Real Valladolid

fotogalería

Óscar Arroyo despeja un balón de cabeza. / RICARDO OTAZO

El Promesas arrebata un punto al Racing con un jugador menos

  • Un increíble gol Mayoral en el minuto 77 rescata un punto ante el segundo clasificado, a pesar de jugar con diez por la expulsión de Samanes en la primera parte

Los aficionados pucelanos más sensibles recibieron ayer entre lágrimas la recuperación de un punto de los tres que estuvo a punto de llevarse el Racing de Santander de los Anexos. En el minuto 77 de partido, Mayoral, que había entrado por a Dani Vega en el minuto 51, recibió un balón en el centro del campo, se acercó al área tras sortear a varios defensas y soltó un trallazo cruzado a la escuadra que dejó compuesto y sin saber qué hacer a Iván Crespo. No había dado tiempo para enjugar las lágrimas por el lamentable arbitraje que estaba protagonizando el Aragonés Herrero Arenas, cuando aquellas volvían a brotar para celebrar uno de los mejores goles presenciados esta temporada en los Anexos, que, además igualaba la contienda, después de que Israel hubiera abierto el marcador para los visitantes en el minuto 15.

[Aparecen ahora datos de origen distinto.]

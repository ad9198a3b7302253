//! Network configuration
//!
//! Every field has a serde default so partial configuration documents (for
//! example a `[network]` table with a single key) deserialize cleanly.

use crate::condition::{DEFAULT_VARIABLE_PREFIX, Pattern, Term};
use crate::error::{ReteError, ReteResult};
use crate::types::FIELD_COUNT;
use serde::{Deserialize, Serialize};

/// What a filter node does when no predicate is registered under its name
#[derive(Debug, Clone, Copy, Default, PartialEq, Eq, Serialize, Deserialize)]
#[serde(rename_all = "snake_case")]
pub enum MissingFilterPolicy {
    /// Drop the activation
    #[default]
    Reject,
    /// Forward the activation as if the predicate had accepted it
    Accept,
}

#[derive(Debug, Clone, PartialEq, Eq, Serialize, Deserialize)]
pub struct ReteConfig {
    /// Leading text that marks a rule field as a variable
    #[serde(default = "default_variable_prefix")]
    pub variable_prefix: String,
    #[serde(default)]
    pub missing_filter: MissingFilterPolicy,
}

impl Default for ReteConfig {
    fn default() -> Self {
        Self { variable_prefix: default_variable_prefix(), missing_filter: MissingFilterPolicy::default() }
    }
}

impl ReteConfig {
    pub fn validate(&self) -> ReteResult<()> {
        if self.variable_prefix.is_empty() {
            return Err(ReteError::configuration(
                "variable_prefix",
                "variable prefix must not be empty",
            ));
        }
        if self.variable_prefix.chars().any(char::is_whitespace) {
            return Err(ReteError::configuration(
                "variable_prefix",
                format!("variable prefix {:?} contains whitespace", self.variable_prefix),
            ));
        }
        Ok(())
    }

    /// Classify one raw rule field with the configured prefix
    pub fn classify(&self, raw: &str) -> Term {
        Term::classify(raw, &self.variable_prefix)
    }

    /// Build a pattern from raw rule fields with the configured prefix
    pub fn pattern(&self, fields: [&str; FIELD_COUNT]) -> Pattern {
        Pattern::with_prefix(fields, &self.variable_prefix)
    }
}

fn default_variable_prefix() -> String {
    DEFAULT_VARIABLE_PREFIX.to_string()
}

El negativo progagonismo del trencilla no consiguió sin embargo, empañar un encuentro en el que el filial del Real Valladolid sumó un punto que totaliza los 42 con los que se coloca en el 5ª puesto de la clasificación, igualado con el Pontevedra, que ocupa el último puesto de 'play-off'. Todo un inesperado éxito para los de Rubén Albés.

Superación

Antes de que Herrero Arenas empezara a dar síntomas de que no iba ser su mejor partido como árbitro, el Racing demostró su peligrosidad en las jugadas a balón parado. Israel Puerto remató de cabeza un córner en el minuto 15. El debutante Tanis nada pudo hacer para evitar el gol. Seis minutos después, Israel enganchó otro cabezazo a la salida de un nuevo córner, esta vez desde la frontal del área. Tanis hizo gala de unos grandes reflejos y logró evitar que el balón entrata pegado al palo derecho. La eficacia y peligrosidad del Racing en las jugadas a balón parado habían quedado demostradas, aunque había sido el filial del Real Valladolid quien, a través de Higinio había creado las primeras ocasiones. Anuar, Zambrano y Samanes dieron sus réplicas pero sin acierto final. Hasta que, en el minuto 40, Herrero Arenas mostró la segunda amarilla a Samanes, cuando este cayó frente al área, al aparecer víctima de una falta. El colegiado interpretó que se había dejado caer y el jugador tuvo que abandonar el campo.

En la segunda parte, el Racing renunció a rematar el partido. Sus delanteros no estuvieron afortunados, pero durante muchos minutos rehuyeron el juego directo, como si se conformaran con una victoria por la mínima. Y esta actitud les costó el partido porque el Promesas, a pesar de jugar con uno menos desde el minuto 40, no renunció a la victoria.

Mayoral lo dejó claro. Frente a la actitud desinteresada de los visitantes, el delantero resolvió magistralmente un pase recibido en el centro del campo a falta de un cuarto de hora para el final. Su gol encendió a los aficionados locales -minoritarios ayer en los Anexos- aplazó a lo visitantes, provocó nervios e imprecisiones en un claro candidato al ascenso y, al final, valió un punto para colocarse a las puertas del 'play-off'. El nerviosismo también llegó al árbitro, que expulso al segundo entrenador del Real Valladolid y a Corral, que calentaba en la banda, además de descontrolarse con las amonestaciones.

El partido no decepcionó: tuvo goles, uno inmenso de Mayoral, ocasiones, tensión, nervios y un punto que hace superar las expectativas de los de Albés a estas alturas de la temporada.